- What you should do
Where in the data below does the word "push" appear? Copy each line that holds it.
□ □ □
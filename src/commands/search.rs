//! Search command - find files in cached trees by name and tag

use std::path::Path;

use crate::{
    TagtreeError,
    cache::CacheStore,
    output,
    search::{self, Query, SearchOptions, SearchResult},
};

type Result<T> = std::result::Result<T, TagtreeError>;

/// Execute the search command
///
/// # Errors
/// Returns an error if a term is not a valid pattern or `root` is not cached
pub fn execute(
    store: &CacheStore,
    terms: &[String],
    ignore_case: bool,
    options: &SearchOptions,
    root: Option<&Path>,
    quiet: bool,
) -> Result<()> {
    let query = Query::parse(terms, ignore_case)?;
    let results = search::search(store, root, &query, options)?;
    let show_root = root.is_none() && store.len() > 1;

    for line in render(&results, show_root, quiet) {
        println!("{line}");
    }
    Ok(())
}

/// Output lines for `results`, framed by rules and a count unless quiet
#[must_use]
pub fn render(results: &[SearchResult<'_>], show_root: bool, quiet: bool) -> Vec<String> {
    let mut lines = Vec::with_capacity(results.len() + 3);
    if !quiet {
        lines.push(output::rule());
    }
    for result in results {
        let root = show_root.then_some(result.root);
        lines.push(output::result_line(&result.term(), result.node, root, quiet));
    }
    if !quiet {
        lines.push(output::rule());
        lines.push(match results.len() {
            1 => "1 result".to_string(),
            n => format!("{n} results"),
        });
    }
    lines
}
□ □ □
- Final answer
        lines.push(output::rule());
        lines.push(output::result_line(&result.term(), result.node, root, quiet));
        lines.push(output::rule());
        lines.push(match results.len() {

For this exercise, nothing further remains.